--- The input ---

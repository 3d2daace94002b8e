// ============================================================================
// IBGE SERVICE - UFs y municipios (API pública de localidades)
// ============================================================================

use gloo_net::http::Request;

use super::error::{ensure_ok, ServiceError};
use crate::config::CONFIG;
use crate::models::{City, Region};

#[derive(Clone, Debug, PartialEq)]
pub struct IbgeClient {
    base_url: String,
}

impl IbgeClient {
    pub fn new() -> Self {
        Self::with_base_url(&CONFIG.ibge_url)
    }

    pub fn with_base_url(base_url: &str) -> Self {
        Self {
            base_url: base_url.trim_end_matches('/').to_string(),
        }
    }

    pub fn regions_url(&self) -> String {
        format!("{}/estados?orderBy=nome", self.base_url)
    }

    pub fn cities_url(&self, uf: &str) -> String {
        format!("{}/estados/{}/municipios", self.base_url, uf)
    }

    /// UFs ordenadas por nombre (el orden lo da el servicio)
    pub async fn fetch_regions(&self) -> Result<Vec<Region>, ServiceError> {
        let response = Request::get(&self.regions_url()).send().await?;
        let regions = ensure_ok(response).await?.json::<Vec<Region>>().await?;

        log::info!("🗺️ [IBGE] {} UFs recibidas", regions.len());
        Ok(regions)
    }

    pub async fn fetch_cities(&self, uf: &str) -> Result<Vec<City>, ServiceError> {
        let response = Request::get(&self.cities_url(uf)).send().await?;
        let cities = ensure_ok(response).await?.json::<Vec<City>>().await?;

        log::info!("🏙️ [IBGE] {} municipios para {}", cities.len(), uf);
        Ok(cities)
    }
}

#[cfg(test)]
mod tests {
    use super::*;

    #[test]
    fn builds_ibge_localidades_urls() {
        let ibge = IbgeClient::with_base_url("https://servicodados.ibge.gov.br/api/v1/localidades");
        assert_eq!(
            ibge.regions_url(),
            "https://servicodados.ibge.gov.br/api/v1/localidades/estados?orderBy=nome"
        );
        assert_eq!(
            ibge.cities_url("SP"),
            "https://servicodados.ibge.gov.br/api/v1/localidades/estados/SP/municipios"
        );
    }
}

---
--- The input ---

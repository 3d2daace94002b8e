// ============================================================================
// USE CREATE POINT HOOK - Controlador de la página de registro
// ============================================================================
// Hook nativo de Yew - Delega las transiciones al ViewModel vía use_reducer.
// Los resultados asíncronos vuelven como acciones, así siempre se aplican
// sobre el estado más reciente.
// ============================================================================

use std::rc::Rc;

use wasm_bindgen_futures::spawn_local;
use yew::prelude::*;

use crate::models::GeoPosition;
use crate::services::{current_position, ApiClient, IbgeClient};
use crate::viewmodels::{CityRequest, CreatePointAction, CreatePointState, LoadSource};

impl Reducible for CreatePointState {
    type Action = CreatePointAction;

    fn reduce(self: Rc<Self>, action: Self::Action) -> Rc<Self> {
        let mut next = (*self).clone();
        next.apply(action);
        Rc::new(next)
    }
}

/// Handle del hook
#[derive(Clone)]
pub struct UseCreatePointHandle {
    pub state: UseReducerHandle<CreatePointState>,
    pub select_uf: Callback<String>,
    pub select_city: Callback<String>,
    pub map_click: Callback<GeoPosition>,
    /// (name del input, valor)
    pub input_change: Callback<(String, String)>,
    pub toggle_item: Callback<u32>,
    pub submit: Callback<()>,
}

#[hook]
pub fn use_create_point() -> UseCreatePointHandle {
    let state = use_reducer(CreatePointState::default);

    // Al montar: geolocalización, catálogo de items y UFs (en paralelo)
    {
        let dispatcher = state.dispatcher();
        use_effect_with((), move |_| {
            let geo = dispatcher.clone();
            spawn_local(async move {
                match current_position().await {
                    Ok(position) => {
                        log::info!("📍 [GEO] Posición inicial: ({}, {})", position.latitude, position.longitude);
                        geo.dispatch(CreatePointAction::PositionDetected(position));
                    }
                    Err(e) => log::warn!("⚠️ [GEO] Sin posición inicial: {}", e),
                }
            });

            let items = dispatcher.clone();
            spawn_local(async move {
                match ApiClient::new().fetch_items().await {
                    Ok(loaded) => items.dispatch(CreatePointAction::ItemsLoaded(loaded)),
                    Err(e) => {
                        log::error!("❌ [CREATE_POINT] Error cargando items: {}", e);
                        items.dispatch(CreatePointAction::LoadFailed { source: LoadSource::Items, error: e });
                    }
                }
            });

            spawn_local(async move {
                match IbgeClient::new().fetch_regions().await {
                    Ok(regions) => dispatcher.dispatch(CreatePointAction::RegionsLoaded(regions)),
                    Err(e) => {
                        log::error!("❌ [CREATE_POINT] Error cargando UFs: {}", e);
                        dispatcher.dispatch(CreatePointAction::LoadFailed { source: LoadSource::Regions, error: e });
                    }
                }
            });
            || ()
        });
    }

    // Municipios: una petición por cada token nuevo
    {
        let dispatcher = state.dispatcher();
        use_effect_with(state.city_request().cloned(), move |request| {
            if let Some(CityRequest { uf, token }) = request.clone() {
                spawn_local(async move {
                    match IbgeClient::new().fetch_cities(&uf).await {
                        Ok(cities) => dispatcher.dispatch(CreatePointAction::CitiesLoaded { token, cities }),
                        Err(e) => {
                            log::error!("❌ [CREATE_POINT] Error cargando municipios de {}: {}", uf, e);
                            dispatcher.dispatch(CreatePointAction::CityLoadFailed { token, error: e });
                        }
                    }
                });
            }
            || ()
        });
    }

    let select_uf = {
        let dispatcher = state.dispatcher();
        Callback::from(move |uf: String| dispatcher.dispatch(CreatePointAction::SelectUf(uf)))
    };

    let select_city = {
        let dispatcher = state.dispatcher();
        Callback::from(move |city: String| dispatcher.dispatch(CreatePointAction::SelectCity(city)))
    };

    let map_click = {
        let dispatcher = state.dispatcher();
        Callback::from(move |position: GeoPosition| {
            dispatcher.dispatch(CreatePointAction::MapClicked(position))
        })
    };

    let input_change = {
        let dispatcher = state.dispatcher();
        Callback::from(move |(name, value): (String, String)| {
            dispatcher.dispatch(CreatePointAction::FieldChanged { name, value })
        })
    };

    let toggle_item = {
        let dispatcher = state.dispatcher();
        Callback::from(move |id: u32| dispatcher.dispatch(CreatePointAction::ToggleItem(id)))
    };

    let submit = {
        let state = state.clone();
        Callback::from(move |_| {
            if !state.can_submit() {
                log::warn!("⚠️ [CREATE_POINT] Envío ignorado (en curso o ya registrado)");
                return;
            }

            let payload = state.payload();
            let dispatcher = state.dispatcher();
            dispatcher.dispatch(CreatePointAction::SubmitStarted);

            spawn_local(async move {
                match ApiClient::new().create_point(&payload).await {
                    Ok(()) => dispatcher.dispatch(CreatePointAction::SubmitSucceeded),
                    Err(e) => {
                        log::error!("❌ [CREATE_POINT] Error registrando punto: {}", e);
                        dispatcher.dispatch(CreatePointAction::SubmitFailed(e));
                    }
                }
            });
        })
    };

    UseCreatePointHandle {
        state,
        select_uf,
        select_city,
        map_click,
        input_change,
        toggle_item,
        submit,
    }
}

---
--- The input ---

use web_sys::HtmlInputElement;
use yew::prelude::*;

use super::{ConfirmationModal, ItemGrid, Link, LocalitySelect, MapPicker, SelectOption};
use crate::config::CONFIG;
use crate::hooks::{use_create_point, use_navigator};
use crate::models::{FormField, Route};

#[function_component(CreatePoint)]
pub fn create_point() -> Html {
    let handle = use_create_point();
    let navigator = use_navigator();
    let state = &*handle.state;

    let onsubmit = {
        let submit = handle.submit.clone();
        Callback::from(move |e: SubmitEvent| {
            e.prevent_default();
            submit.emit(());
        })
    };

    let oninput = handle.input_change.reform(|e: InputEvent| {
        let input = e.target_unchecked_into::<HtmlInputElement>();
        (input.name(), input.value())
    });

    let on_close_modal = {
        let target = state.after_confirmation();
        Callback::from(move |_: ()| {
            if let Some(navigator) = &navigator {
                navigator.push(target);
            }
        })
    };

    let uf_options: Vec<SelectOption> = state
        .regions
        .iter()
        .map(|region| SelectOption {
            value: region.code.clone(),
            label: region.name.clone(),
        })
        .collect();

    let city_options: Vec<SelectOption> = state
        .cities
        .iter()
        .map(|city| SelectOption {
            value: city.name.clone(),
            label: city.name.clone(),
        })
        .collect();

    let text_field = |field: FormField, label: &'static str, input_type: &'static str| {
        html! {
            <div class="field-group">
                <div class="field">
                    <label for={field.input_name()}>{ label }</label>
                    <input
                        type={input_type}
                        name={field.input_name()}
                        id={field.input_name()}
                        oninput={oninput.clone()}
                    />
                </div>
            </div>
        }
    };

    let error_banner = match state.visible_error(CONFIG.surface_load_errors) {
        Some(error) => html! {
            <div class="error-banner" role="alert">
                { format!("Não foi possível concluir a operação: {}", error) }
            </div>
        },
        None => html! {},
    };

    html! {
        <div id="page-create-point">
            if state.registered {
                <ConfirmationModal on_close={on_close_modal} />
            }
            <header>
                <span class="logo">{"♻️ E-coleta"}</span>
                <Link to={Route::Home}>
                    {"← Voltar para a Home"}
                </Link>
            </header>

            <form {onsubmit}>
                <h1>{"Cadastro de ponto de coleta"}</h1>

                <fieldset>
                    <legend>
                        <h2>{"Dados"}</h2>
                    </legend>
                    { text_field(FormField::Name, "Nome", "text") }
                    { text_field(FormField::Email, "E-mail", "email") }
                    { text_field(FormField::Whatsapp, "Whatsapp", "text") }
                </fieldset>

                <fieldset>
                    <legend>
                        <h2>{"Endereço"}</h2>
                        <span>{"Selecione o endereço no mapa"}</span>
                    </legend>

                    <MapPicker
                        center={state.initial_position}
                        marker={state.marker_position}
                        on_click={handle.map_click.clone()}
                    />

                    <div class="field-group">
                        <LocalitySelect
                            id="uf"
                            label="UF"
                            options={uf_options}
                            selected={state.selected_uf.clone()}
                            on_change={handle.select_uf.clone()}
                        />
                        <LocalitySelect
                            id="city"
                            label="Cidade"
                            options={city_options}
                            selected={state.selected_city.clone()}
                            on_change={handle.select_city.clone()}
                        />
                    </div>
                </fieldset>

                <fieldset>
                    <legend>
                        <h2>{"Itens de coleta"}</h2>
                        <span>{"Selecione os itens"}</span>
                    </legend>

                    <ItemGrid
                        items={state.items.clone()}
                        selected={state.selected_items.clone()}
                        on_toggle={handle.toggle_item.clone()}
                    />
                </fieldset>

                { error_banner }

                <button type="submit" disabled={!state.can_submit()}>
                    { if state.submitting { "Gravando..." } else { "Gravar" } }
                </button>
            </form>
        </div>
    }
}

---

■ Aim of the task
The lines holding the word "format" are the answer. Pull them out of the records and copy them.

■ Response
        format!("{}/estados?orderBy=nome", self.base_url)
        format!("{}/estados/{}/municipios", self.base_url, uf)
                { format!("Não foi possível concluir a operação: {}", error) }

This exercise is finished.